Accordingly, the present inventors can remove and effectively remove pathogens and various organic substances by the strong oxidation and reducing power of the microfiber structure of the photocatalyst filter having high efficiency, and can be efficiently treated by secondary sterilization by an ultraviolet treatment device. It was confirmed that the present invention was completed.

After all, it is an object of the present invention to provide a filtration apparatus including a fiber filtration filter, a speed reducer and an inverter, an ultraviolet treatment apparatus, a effluent treatment apparatus including a vacuum treatment apparatus, and a method of treating effluent water using the same.

In order to achieve the above object, the present invention (a) a photocatalyst coated fiber filtration filter attached to the tubular body located in the discharge water storage tank, a speed reducer that is a power transmission device for tensioning the fiber by rotating the body of the fiber filtration filter; A fiber filtration filter device including an inverter for controlling a rotation speed of the reducer; (b) an ultraviolet treatment device for sterilizing the effluent filtered by the fiber filtration filter; And (c) provides a photocatalyst fiber filter and effluent treatment apparatus using ultraviolet light, characterized in that it comprises a vacuum treatment device for controlling the discharge water discharge by checking the pressure of the fiber filtration filter.

In the present invention, the effluent treatment apparatus may further comprise an ozone supply device for supplying ozone to the ultraviolet treatment device.

The present invention also provides a method for treating effluent water, wherein the effluent water treatment apparatus is used.

In the present invention, titanium oxide (TiO ₂ ), zinc oxide (ZnO), tin oxide (SnO ₂ ), or the like may be used as the photocatalyst, and titanium oxide (TiO ₂ ) is preferable.

In the present invention, by coating the photocatalyst on the fiber filter, it is possible to prevent the discoloration of the fibers and to prolong the life, and to prevent the formation of the microbial film on the fiber filter and the body.

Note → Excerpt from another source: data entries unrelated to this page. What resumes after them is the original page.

//! Push-to-pull bridge: a publisher's data and error channels turned into a
//! multi-consumer pull stream.
//!
//! The stream listens on two channels of one publisher. Data messages fan
//! out to every consumer; the first failure becomes the stream's terminal
//! error, surfaced to each consumer only after its already-queued data has
//! been handed over. Cancelling the token ends every consumer's sequence
//! cleanly instead.

use tokio::task::JoinHandle;
use tokio_util::sync::CancellationToken;

use crate::error::LedgerLinkError;
use crate::fanout::{FanOut, Subscriber};
use crate::publisher::{Callback, Subscribable, Unsubscribe};

/// What flows on a bridged channel.
#[derive(Debug, Clone)]
pub enum ChannelMessage<T> {
    Data(T),
    Failure(LedgerLinkError),
}

/// A pull stream over a publisher's data and error channels.
///
/// Dropping the stream removes its channel registrations; consumers created
/// earlier then end cleanly once their queues drain.
pub struct ChannelStream<T> {
    fanout: FanOut<T>,
    data_sub: Unsubscribe,
    error_sub: Unsubscribe,
    watcher: Option<JoinHandle<()>>,
}

impl<T> ChannelStream<T> {
    /// A new independent consumer. Registered lazily on its first poll; it
    /// never sees messages delivered before then.
    pub fn events(&self) -> Subscriber<T> {
        self.fanout.subscriber()
    }
}

impl<T> Drop for ChannelStream<T> {
    fn drop(&mut self) {
        self.data_sub.unsubscribe();
        self.error_sub.unsubscribe();
        if let Some(watcher) = self.watcher.take() {
            watcher.abort();
        }
        self.fanout.cancel();
    }
}

/// Bridge `publisher`'s `data_channel` and `error_channel` into a pull
/// stream bounded by `token`.
///
/// A token that is already cancelled produces a stream whose consumers end
/// on their first poll.
pub fn subscription_stream<T>(
    publisher: &impl Subscribable<ChannelMessage<T>>,
    data_channel: &str,
    error_channel: &str,
    token: &CancellationToken,
) -> ChannelStream<T>
where
    T: Clone + Send + Sync + 'static,
{
    let fanout: FanOut<T> = FanOut::new();
    if token.is_cancelled() {
        fanout.cancel();
        return ChannelStream {
            fanout,
            data_sub: Unsubscribe::noop(),
            error_sub: Unsubscribe::noop(),
            watcher: None,
        };
    }
    // The same handler serves both channels: the channel name routes the
    // message, the variant decides its fate.
    let on_message: Callback<ChannelMessage<T>> = {
        let fanout = fanout.clone();
        std::sync::Arc::new(move |message: &ChannelMessage<T>| match message {
            ChannelMessage::Data(data) => fanout.publish(data),
            ChannelMessage::Failure(error) => fanout.fail(error.clone()),
        })
    };
    let data_sub = publisher.on(data_channel, on_message.clone(), token);
    let error_sub = publisher.on(error_channel, on_message, token);
    let watcher = tokio::spawn({
        let fanout = fanout.clone();
        let token = token.clone();
        async move {
            token.cancelled().await;
            fanout.cancel();
        }
    });
    ChannelStream {
        fanout,
        data_sub,
        error_sub,
        watcher: Some(watcher),
    }
}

Hereinafter, with reference to the accompanying drawings will be described in detail the present invention.

1 shows a process diagram of an apparatus for treating effluent with heavy water according to the present invention.

As shown in Fig. 1, the effluent treatment apparatus of the present invention is composed of a effluent tank A, a fiber filtration filter B, an ultraviolet irradiator C, a vacuum treatment apparatus D, and an ozone supply device E. .

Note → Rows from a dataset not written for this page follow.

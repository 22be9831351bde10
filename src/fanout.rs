//! Multi-consumer fan-out with strict poll discipline.
//!
//! A [`FanOut`] keeps one entry per consumer: either an idle queue of
//! pending items or a single in-flight poll slot. Publishing resolves every
//! waiting consumer immediately and enqueues for the rest. The first
//! terminal outcome (failure or cancellation) is captured and surfaces to
//! each consumer after its queue drains.

use std::collections::{HashMap, VecDeque};
use std::sync::atomic::{AtomicBool, AtomicU64, Ordering};
use std::sync::{Arc, Mutex};

use tokio::sync::oneshot;

use crate::error::{LedgerLinkError, Result};

/// What a single poll resolves to.
#[derive(Debug)]
pub enum Outcome<T> {
    /// A delivered item.
    Item(T),
    /// The shared terminal error.
    Failure(LedgerLinkError),
    /// The shared source was cancelled; the sequence ends cleanly.
    Cancelled,
}

enum ConsumerState<T> {
    /// No poll outstanding; items delivered while idle queue here.
    Idle { queue: VecDeque<T> },
    /// Exactly one poll outstanding.
    Waiting { slot: oneshot::Sender<Outcome<T>> },
}

#[derive(Clone)]
enum Terminal {
    Failure(LedgerLinkError),
    Cancelled,
}

struct FanOutState<T> {
    consumers: HashMap<u64, ConsumerState<T>>,
    terminal: Option<Terminal>,
}

struct FanOutShared<T> {
    state: Mutex<FanOutState<T>>,
    next_key: AtomicU64,
}

/// Shared fan-out of one push source to any number of pull consumers.
/// Cheap to clone; clones publish into the same consumer map.
pub struct FanOut<T> {
    shared: Arc<FanOutShared<T>>,
}

impl<T> Clone for FanOut<T> {
    fn clone(&self) -> Self {
        Self {
            shared: Arc::clone(&self.shared),
        }
    }
}

impl<T> Default for FanOut<T> {
    fn default() -> Self {
        Self::new()
    }
}

impl<T> FanOut<T> {
    pub fn new() -> Self {
        Self {
            shared: Arc::new(FanOutShared {
                state: Mutex::new(FanOutState {
                    consumers: HashMap::new(),
                    terminal: None,
                }),
                next_key: AtomicU64::new(0),
            }),
        }
    }

    /// A new independent consumer. Its map entry is created on first poll
    /// (or an explicit [`Subscriber::register`]); it never sees items
    /// published before then.
    pub fn subscriber(&self) -> Subscriber<T> {
        Subscriber {
            shared: Arc::clone(&self.shared),
            key: self.shared.next_key.fetch_add(1, Ordering::Relaxed),
            registered: AtomicBool::new(false),
        }
    }

    /// Deliver `item` to every registered consumer: waiting consumers are
    /// resolved immediately, idle consumers enqueue. Ignored once a terminal
    /// outcome is captured.
    pub fn publish(&self, item: &T)
    where
        T: Clone,
    {
        let mut state = self.shared.state.lock().unwrap();
        if state.terminal.is_some() {
            return;
        }
        for consumer in state.consumers.values_mut() {
            match consumer {
                ConsumerState::Idle { queue } => queue.push_back(item.clone()),
                ConsumerState::Waiting { .. } => {
                    let previous = std::mem::replace(
                        consumer,
                        ConsumerState::Idle {
                            queue: VecDeque::new(),
                        },
                    );
                    if let ConsumerState::Waiting { slot } = previous {
                        let _ = slot.send(Outcome::Item(item.clone()));
                    }
                }
            }
        }
    }

    /// Capture `error` as the terminal outcome. First terminal wins; later
    /// calls are ignored. Waiting consumers are resolved with the error now;
    /// idle queues are left intact so queued items drain first.
    pub fn fail(&self, error: LedgerLinkError) {
        self.terminate(Terminal::Failure(error));
    }

    /// Capture cancellation as the terminal outcome; consumers observe a
    /// clean end of sequence once their queues drain.
    pub fn cancel(&self) {
        self.terminate(Terminal::Cancelled);
    }

    fn terminate(&self, terminal: Terminal) {
        let mut state = self.shared.state.lock().unwrap();
        if state.terminal.is_some() {
            return;
        }
        state.terminal = Some(terminal.clone());
        for consumer in state.consumers.values_mut() {
            if let ConsumerState::Waiting { .. } = consumer {
                let previous = std::mem::replace(
                    consumer,
                    ConsumerState::Idle {
                        queue: VecDeque::new(),
                    },
                );
                if let ConsumerState::Waiting { slot } = previous {
                    let _ = slot.send(terminal_outcome(&terminal));
                }
            }
        }
    }
}

fn terminal_outcome<T>(terminal: &Terminal) -> Outcome<T> {
    match terminal {
        Terminal::Failure(error) => Outcome::Failure(error.clone()),
        Terminal::Cancelled => Outcome::Cancelled,
    }
}

/// One consumer's pull handle over a [`FanOut`].
pub struct Subscriber<T> {
    shared: Arc<FanOutShared<T>>,
    key: u64,
    registered: AtomicBool,
}

impl<T> Subscriber<T> {
    /// Create this consumer's map entry now. Items published between
    /// registration and the first poll are queued instead of missed.
    pub fn register(&self) {
        let mut state = self.shared.state.lock().unwrap();
        self.ensure_registered(&mut state);
    }

    fn ensure_registered(&self, state: &mut FanOutState<T>) {
        if !self.registered.swap(true, Ordering::SeqCst) {
            state.consumers.insert(
                self.key,
                ConsumerState::Idle {
                    queue: VecDeque::new(),
                },
            );
        }
    }

    /// Wait for the next item.
    ///
    /// Returns `None` on a clean end (cancellation), `Some(Err(_))` with the
    /// terminal error once the local queue has drained, and
    /// `Err(InvariantViolation)` when called while a previous `next` on this
    /// consumer is still pending.
    pub async fn next(&self) -> Option<Result<T>> {
        let receiver = {
            let mut state = self.shared.state.lock().unwrap();
            self.ensure_registered(&mut state);
            let terminal = state.terminal.clone();
            let Some(consumer) = state.consumers.get_mut(&self.key) else {
                return Some(Err(LedgerLinkError::InvariantViolation(
                    "consumer state missing at poll time".to_string(),
                )));
            };
            match consumer {
                ConsumerState::Idle { queue } => {
                    if let Some(item) = queue.pop_front() {
                        return Some(Ok(item));
                    }
                    if let Some(terminal) = &terminal {
                        return resolve(terminal_outcome(terminal));
                    }
                    let (tx, rx) = oneshot::channel();
                    *consumer = ConsumerState::Waiting { slot: tx };
                    rx
                }
                ConsumerState::Waiting { .. } => {
                    return Some(Err(LedgerLinkError::InvariantViolation(
                        "next polled while a previous poll is still pending".to_string(),
                    )));
                }
            }
        };
        match receiver.await {
            Ok(outcome) => resolve(outcome),
            // The fan-out itself was dropped; end the sequence.
            Err(_) => None,
        }
    }
}

fn resolve<T>(outcome: Outcome<T>) -> Option<Result<T>> {
    match outcome {
        Outcome::Item(item) => Some(Ok(item)),
        Outcome::Failure(error) => Some(Err(error)),
        Outcome::Cancelled => None,
    }
}

impl<T> Drop for Subscriber<T> {
    fn drop(&mut self) {
        if self.registered.load(Ordering::SeqCst) {
            let mut state = self.shared.state.lock().unwrap();
            state.consumers.remove(&self.key);
        }
    }
}

#[cfg(test)]
mod tests {
    use super::*;
    use tokio::time::{timeout, Duration};

    #[tokio::test]
    async fn test_waiting_consumer_resolved_on_publish() {
        let fanout = FanOut::new();
        let subscriber = fanout.subscriber();
        let pending = tokio::spawn(async move { subscriber.next().await });
        tokio::task::yield_now().await;
        fanout.publish(&7u32);
        let delivered = timeout(Duration::from_secs(1), pending).await.unwrap().unwrap();
        assert_eq!(delivered, Some(Ok(7)));
    }

    #[tokio::test]
    async fn test_idle_consumer_drains_queue_in_publish_order() {
        let fanout = FanOut::new();
        let subscriber = fanout.subscriber();
        // First poll registers the consumer; resolve it so later publishes
        // find it idle.
        let registration = tokio::spawn(async move {
            let first = subscriber.next().await;
            (subscriber, first)
        });
        tokio::task::yield_now().await;
        fanout.publish(&1u32);
        let (subscriber, first) = registration.await.unwrap();
        assert_eq!(first, Some(Ok(1)));
        fanout.publish(&2);
        fanout.publish(&3);
        assert_eq!(subscriber.next().await, Some(Ok(2)));
        assert_eq!(subscriber.next().await, Some(Ok(3)));
    }

    #[tokio::test]
    async fn test_registered_consumer_queues_items_published_before_first_poll() {
        let fanout = FanOut::new();
        let subscriber = fanout.subscriber();
        subscriber.register();
        fanout.publish(&5u32);
        fanout.publish(&6);
        assert_eq!(subscriber.next().await, Some(Ok(5)));
        assert_eq!(subscriber.next().await, Some(Ok(6)));
    }

    #[tokio::test]
    async fn test_no_replay_for_late_consumers() {
        let fanout = FanOut::new();
        let early = fanout.subscriber();
        let pending = tokio::spawn(async move { early.next().await });
        tokio::task::yield_now().await;
        fanout.publish(&1u32);
        assert_eq!(pending.await.unwrap(), Some(Ok(1)));

        let late = fanout.subscriber();
        let late_pending = tokio::spawn(async move { late.next().await });
        tokio::task::yield_now().await;
        fanout.publish(&2);
        // The late consumer sees only what was published after its first poll.
        assert_eq!(late_pending.await.unwrap(), Some(Ok(2)));
    }

    #[tokio::test]
    async fn test_double_poll_is_an_invariant_violation() {
        let fanout = FanOut::new();
        let subscriber = Arc::new(fanout.subscriber());
        let pending = tokio::spawn({
            let subscriber = Arc::clone(&subscriber);
            async move { subscriber.next().await }
        });
        tokio::task::yield_now().await;
        match subscriber.next().await {
            Some(Err(LedgerLinkError::InvariantViolation(_))) => {}
            other => panic!("expected invariant violation, got {other:?}"),
        }
        // The original poll is unaffected.
        fanout.publish(&9u32);
        assert_eq!(pending.await.unwrap(), Some(Ok(9)));
    }

    #[tokio::test]
    async fn test_first_error_wins() {
        let fanout: FanOut<u32> = FanOut::new();
        let subscriber = fanout.subscriber();
        let pending = tokio::spawn(async move { subscriber.next().await });
        tokio::task::yield_now().await;
        fanout.fail(LedgerLinkError::ConnectionClosed {
            cause: "first".to_string(),
        });
        fanout.fail(LedgerLinkError::ConnectionClosed {
            cause: "second".to_string(),
        });
        assert_eq!(
            pending.await.unwrap(),
            Some(Err(LedgerLinkError::ConnectionClosed {
                cause: "first".to_string(),
            }))
        );
    }

    #[tokio::test]
    async fn test_queued_items_drain_before_error() {
        let fanout = FanOut::new();
        let subscriber = fanout.subscriber();
        let registration = tokio::spawn(async move {
            let first = subscriber.next().await;
            (subscriber, first)
        });
        tokio::task::yield_now().await;
        fanout.publish(&1u32);
        let (subscriber, first) = registration.await.unwrap();
        assert_eq!(first, Some(Ok(1)));
        fanout.publish(&2);
        fanout.fail(LedgerLinkError::ConnectionClosed {
            cause: "gone".to_string(),
        });
        assert_eq!(subscriber.next().await, Some(Ok(2)));
        assert_eq!(
            subscriber.next().await,
            Some(Err(LedgerLinkError::ConnectionClosed {
                cause: "gone".to_string(),
            }))
        );
        // The terminal error is redelivered on every later poll.
        assert_eq!(
            subscriber.next().await,
            Some(Err(LedgerLinkError::ConnectionClosed {
                cause: "gone".to_string(),
            }))
        );
    }

    #[tokio::test]
    async fn test_cancellation_ends_sequence_cleanly() {
        let fanout: FanOut<u32> = FanOut::new();
        let subscriber = fanout.subscriber();
        let pending = tokio::spawn(async move { subscriber.next().await });
        tokio::task::yield_now().await;
        fanout.cancel();
        assert_eq!(pending.await.unwrap(), None);
    }

    #[tokio::test]
    async fn test_queued_items_drain_before_cancellation() {
        let fanout = FanOut::new();
        let subscriber = fanout.subscriber();
        let registration = tokio::spawn(async move {
            let first = subscriber.next().await;
            (subscriber, first)
        });
        tokio::task::yield_now().await;
        fanout.publish(&1u32);
        let (subscriber, first) = registration.await.unwrap();
        assert_eq!(first, Some(Ok(1)));
        fanout.publish(&2);
        fanout.cancel();
        assert_eq!(subscriber.next().await, Some(Ok(2)));
        assert_eq!(subscriber.next().await, None);
    }

    #[tokio::test]
    async fn test_cancellation_beats_later_error() {
        let fanout: FanOut<u32> = FanOut::new();
        let subscriber = fanout.subscriber();
        let pending = tokio::spawn(async move { subscriber.next().await });
        tokio::task::yield_now().await;
        fanout.cancel();
        fanout.fail(LedgerLinkError::ConnectionClosed {
            cause: "too late".to_string(),
        });
        assert_eq!(pending.await.unwrap(), None);
    }

    #[tokio::test]
    async fn test_each_consumer_gets_every_item() {
        let fanout = FanOut::new();
        let a = fanout.subscriber();
        let b = fanout.subscriber();
        let both = tokio::spawn(async move {
            let (x, y) = tokio::join!(a.next(), b.next());
            (x, y)
        });
        tokio::task::yield_now().await;
        fanout.publish(&42u32);
        let (x, y) = both.await.unwrap();
        assert_eq!(x, Some(Ok(42)));
        assert_eq!(y, Some(Ok(42)));
    }
}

The fiber filtration filter is coated with a photocatalyst (c-zon78-1, Envinet, Korea) and is constructed by being immersed in the water inside the effluent tank (A). The upper part of the tank is a power transmission device that concentrates fibers. Reducer 112 is attached, the inverter 111 is a structure that can tension the fibers of the fiber filtration filter to the right and left. The effluent passing through the photocatalyst coated fiber filtration filter passes through the water channel and the duct type UV device, and the ozone device supplies ozone to the UV device. The discharge water tank A discharges the discharge water to the vacuum treatment device D when the drain water level is higher than the bottom water level.

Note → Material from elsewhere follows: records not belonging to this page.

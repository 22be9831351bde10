//! Named-channel observer registry.
//!
//! [`DataPublisher`] is the minimal publish/subscribe foundation the rest of
//! the crate is built on: callbacks are registered per channel name and
//! removed either by calling the returned [`Unsubscribe`] or by the
//! subscriber's [`CancellationToken`] firing, whichever happens first.

use std::collections::HashMap;
use std::sync::atomic::{AtomicBool, Ordering};
use std::sync::{Arc, Mutex, Weak};

use tokio::task::JoinHandle;
use tokio_util::sync::CancellationToken;

/// A subscriber callback. Invoked once per message published on the channel
/// it was registered for, in publish order.
pub type Callback<T> = Arc<dyn Fn(&T) + Send + Sync>;

/// The collaborator contract required of any channel publisher: register a
/// callback for a named channel, bounded by a cancellation token, and get
/// back a handle that removes it.
///
/// Implemented by [`DataPublisher`] and by the demultiplexed publisher
/// returned from [`demultiplex`](crate::demux::demultiplex).
pub trait Subscribable<T> {
    /// Register `callback` for `channel`. The registration is removed when
    /// the returned [`Unsubscribe`] is called or when `token` is cancelled;
    /// either way it is removed exactly once.
    fn on(&self, channel: &str, callback: Callback<T>, token: &CancellationToken) -> Unsubscribe;
}

/// Handle that removes one channel registration.
///
/// Calling [`unsubscribe`](Unsubscribe::unsubscribe) more than once is a
/// no-op after the first call, no matter how many clones exist.
#[derive(Clone)]
pub struct Unsubscribe {
    inner: Arc<UnsubscribeShared>,
}

struct UnsubscribeShared {
    called: AtomicBool,
    action: Box<dyn Fn() + Send + Sync>,
}

impl Unsubscribe {
    pub(crate) fn new(action: impl Fn() + Send + Sync + 'static) -> Self {
        Self {
            inner: Arc::new(UnsubscribeShared {
                called: AtomicBool::new(false),
                action: Box::new(action),
            }),
        }
    }

    /// A handle that does nothing, for registrations that never took effect.
    pub(crate) fn noop() -> Self {
        Self::new(|| {})
    }

    /// Remove the registration. Idempotent.
    pub fn unsubscribe(&self) {
        if !self.inner.called.swap(true, Ordering::SeqCst) {
            (self.inner.action)();
        }
    }
}

struct SubscriberRecord<T> {
    id: u64,
    callback: Callback<T>,
    /// Task that waits on the subscriber's cancellation token and removes
    /// the record when it fires. Aborted when the record is removed first.
    watcher: JoinHandle<()>,
    /// Invoked exactly once when the record is removed, whichever path
    /// removed it. Used by the demultiplexer for ref-count bookkeeping.
    on_removed: Option<Box<dyn FnOnce() + Send>>,
}

struct Registry<T> {
    next_id: u64,
    channels: HashMap<String, Vec<SubscriberRecord<T>>>,
}

impl<T> Drop for Registry<T> {
    fn drop(&mut self) {
        for records in self.channels.values() {
            for record in records {
                record.watcher.abort();
            }
        }
    }
}

/// A multi-channel observer registry. Cheap to clone; clones share the same
/// registry.
pub struct DataPublisher<T> {
    registry: Arc<Mutex<Registry<T>>>,
}

impl<T> Clone for DataPublisher<T> {
    fn clone(&self) -> Self {
        Self {
            registry: Arc::clone(&self.registry),
        }
    }
}

impl<T> Default for DataPublisher<T> {
    fn default() -> Self {
        Self::new()
    }
}

impl<T> DataPublisher<T> {
    pub fn new() -> Self {
        Self {
            registry: Arc::new(Mutex::new(Registry {
                next_id: 0,
                channels: HashMap::new(),
            })),
        }
    }

    /// Dispatch `message` to every current subscriber of `channel`, in
    /// registration order. Callbacks run outside the registry lock, so a
    /// callback may itself subscribe or unsubscribe.
    pub fn publish(&self, channel: &str, message: &T) {
        let callbacks: Vec<Callback<T>> = {
            let registry = self.registry.lock().unwrap();
            match registry.channels.get(channel) {
                Some(records) => records.iter().map(|r| Arc::clone(&r.callback)).collect(),
                None => return,
            }
        };
        for callback in callbacks {
            callback(message);
        }
    }

    /// Like [`Subscribable::on`] but with a removal hook, fired exactly once
    /// when the registration is removed by either path.
    pub(crate) fn subscribe_with_hook(
        &self,
        channel: &str,
        callback: Callback<T>,
        token: &CancellationToken,
        on_removed: Option<Box<dyn FnOnce() + Send>>,
    ) -> Unsubscribe
    where
        T: Send + Sync + 'static,
    {
        if token.is_cancelled() {
            if let Some(hook) = on_removed {
                hook();
            }
            return Unsubscribe::noop();
        }
        let channel = channel.to_string();
        let weak = Arc::downgrade(&self.registry);
        let mut registry = self.registry.lock().unwrap();
        let id = registry.next_id;
        registry.next_id += 1;
        let watcher = tokio::spawn({
            let weak = Weak::clone(&weak);
            let channel = channel.clone();
            let token = token.clone();
            async move {
                token.cancelled().await;
                remove_record(&weak, &channel, id);
            }
        });
        registry
            .channels
            .entry(channel.clone())
            .or_default()
            .push(SubscriberRecord {
                id,
                callback,
                watcher,
                on_removed,
            });
        drop(registry);
        Unsubscribe::new(move || remove_record(&weak, &channel, id))
    }
}

/// Remove one record, abort its token watcher, and run its removal hook.
/// No-op when the record is already gone or the registry was dropped.
fn remove_record<T>(registry: &Weak<Mutex<Registry<T>>>, channel: &str, id: u64) {
    let Some(registry) = registry.upgrade() else {
        return;
    };
    let removed = {
        let mut registry = registry.lock().unwrap();
        let Some(records) = registry.channels.get_mut(channel) else {
            return;
        };
        let Some(pos) = records.iter().position(|r| r.id == id) else {
            return;
        };
        let record = records.remove(pos);
        if records.is_empty() {
            registry.channels.remove(channel);
        }
        record
    };
    removed.watcher.abort();
    if let Some(hook) = removed.on_removed {
        hook();
    }
}

impl<T: Send + Sync + 'static> Subscribable<T> for DataPublisher<T> {
    fn on(&self, channel: &str, callback: Callback<T>, token: &CancellationToken) -> Unsubscribe {
        self.subscribe_with_hook(channel, callback, token, None)
    }
}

Figure 2 shows a fiber filtration filter and a ultraviolet light treatment device coated with a photocatalyst of the effluent treatment apparatus of the present invention.

As shown in FIG. 2, the fiber filtration filter and the ultraviolet light treatment device of the present invention include a hollow tube 101, a housing 102 having a one-way bearing inserted therein and a fiber module attached thereto, and fibers at both ends of the photocatalyst fiber. A connecting ring 103 for fixing the bundle, a shaft 105, a bracket 106 for supporting the hollow tube module, a fiber filtration filter 107 coated with a photocatalyst, a fiber 108 made of Teflon coated with a photocatalyst, Bevel gear (main gear) 109 for power transmission, bevel gear (local gear) 110 of the structure to receive the power of the main gear, inverter 111 for adjusting the tension and rotation speed of the fiber, power transmission device Phosphorus reducer 112, coupling 113 which is a connection between the reducer shaft and the bevel gear shaft, diffuser 114 having a structure in which an air dispersing module is attached to the tubular body, tubular channel 115, slurry discharge piping 116 ), A channel (117) for discharging the slurry when the scale is formed, The inside is a buffing body 201, the lamp 202 with ultraviolet C wavelength, the cap 203 used to replace the UV lamp with a screw type, the wiper module 204 with a plurality of wipers for cleaning, Teflon material It comprises a ring-in wiper 205, a flange 206 which is a connection portion of the discharge water pipe, and an end cap 207 for fixing a Teflon-based ultraviolet quartz tube.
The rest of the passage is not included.